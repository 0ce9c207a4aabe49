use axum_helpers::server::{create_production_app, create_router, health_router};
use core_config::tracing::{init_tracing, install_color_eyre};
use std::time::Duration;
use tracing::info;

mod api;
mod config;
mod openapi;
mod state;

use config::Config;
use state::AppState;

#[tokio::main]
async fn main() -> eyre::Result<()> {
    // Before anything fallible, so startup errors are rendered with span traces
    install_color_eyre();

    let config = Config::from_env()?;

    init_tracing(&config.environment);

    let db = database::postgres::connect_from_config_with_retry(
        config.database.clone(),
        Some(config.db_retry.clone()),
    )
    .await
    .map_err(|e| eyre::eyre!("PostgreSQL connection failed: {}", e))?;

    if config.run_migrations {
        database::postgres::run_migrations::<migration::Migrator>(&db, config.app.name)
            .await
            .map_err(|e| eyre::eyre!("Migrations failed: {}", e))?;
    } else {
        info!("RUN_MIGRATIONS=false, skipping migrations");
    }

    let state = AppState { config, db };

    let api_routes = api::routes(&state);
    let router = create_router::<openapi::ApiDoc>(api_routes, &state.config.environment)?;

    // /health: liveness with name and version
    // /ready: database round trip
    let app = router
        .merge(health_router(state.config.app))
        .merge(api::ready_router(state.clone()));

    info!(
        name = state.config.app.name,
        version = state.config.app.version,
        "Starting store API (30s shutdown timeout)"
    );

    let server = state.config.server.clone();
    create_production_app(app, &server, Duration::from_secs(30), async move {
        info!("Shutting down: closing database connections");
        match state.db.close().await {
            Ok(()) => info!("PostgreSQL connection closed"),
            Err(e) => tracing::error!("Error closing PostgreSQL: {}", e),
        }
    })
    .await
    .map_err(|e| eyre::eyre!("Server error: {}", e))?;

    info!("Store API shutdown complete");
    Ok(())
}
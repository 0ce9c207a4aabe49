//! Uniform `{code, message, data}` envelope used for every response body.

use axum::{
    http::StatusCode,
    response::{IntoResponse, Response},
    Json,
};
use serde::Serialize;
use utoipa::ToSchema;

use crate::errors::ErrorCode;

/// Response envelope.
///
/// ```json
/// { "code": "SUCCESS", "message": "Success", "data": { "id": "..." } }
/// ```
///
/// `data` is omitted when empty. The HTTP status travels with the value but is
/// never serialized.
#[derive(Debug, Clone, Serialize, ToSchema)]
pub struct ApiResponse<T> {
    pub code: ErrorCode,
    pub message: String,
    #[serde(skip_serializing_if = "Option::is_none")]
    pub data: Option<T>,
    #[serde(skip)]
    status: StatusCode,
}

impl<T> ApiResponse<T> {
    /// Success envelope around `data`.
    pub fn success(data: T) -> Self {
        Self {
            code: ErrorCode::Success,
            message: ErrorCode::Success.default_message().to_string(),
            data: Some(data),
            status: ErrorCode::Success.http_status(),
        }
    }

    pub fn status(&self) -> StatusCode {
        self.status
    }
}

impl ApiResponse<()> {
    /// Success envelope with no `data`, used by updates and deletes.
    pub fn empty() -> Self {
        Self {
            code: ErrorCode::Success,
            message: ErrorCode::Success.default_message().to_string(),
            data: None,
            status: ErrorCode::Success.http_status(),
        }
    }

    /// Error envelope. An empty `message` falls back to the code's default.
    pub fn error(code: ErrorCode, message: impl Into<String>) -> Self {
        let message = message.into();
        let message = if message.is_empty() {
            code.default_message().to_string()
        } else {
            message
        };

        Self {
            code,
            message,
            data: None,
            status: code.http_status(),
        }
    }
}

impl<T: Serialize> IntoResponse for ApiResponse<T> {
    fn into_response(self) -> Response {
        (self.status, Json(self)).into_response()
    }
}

# Problem details
All that belongs in the answer is the lines from the start of the entries above through the line containing "let api_routes = api::routes(&state);", each given exactly.

# Result for this exercise
repository 0ce9c207a4aabe49
use axum_helpers::server::{create_production_app, create_router, health_router};
use core_config::tracing::{init_tracing, install_color_eyre};
use std::time::Duration;
use tracing::info;

mod api;
mod config;
mod openapi;
mod state;

use config::Config;
use state::AppState;

#[tokio::main]
async fn main() -> eyre::Result<()> {
    // Before anything fallible, so startup errors are rendered with span traces
    install_color_eyre();

    let config = Config::from_env()?;

    init_tracing(&config.environment);

    let db = database::postgres::connect_from_config_with_retry(
        config.database.clone(),
        Some(config.db_retry.clone()),
    )
    .await
    .map_err(|e| eyre::eyre!("PostgreSQL connection failed: {}", e))?;

    if config.run_migrations {
        database::postgres::run_migrations::<migration::Migrator>(&db, config.app.name)
            .await
            .map_err(|e| eyre::eyre!("Migrations failed: {}", e))?;
    } else {
        info!("RUN_MIGRATIONS=false, skipping migrations");
    }

    let state = AppState { config, db };

    let api_routes = api::routes(&state);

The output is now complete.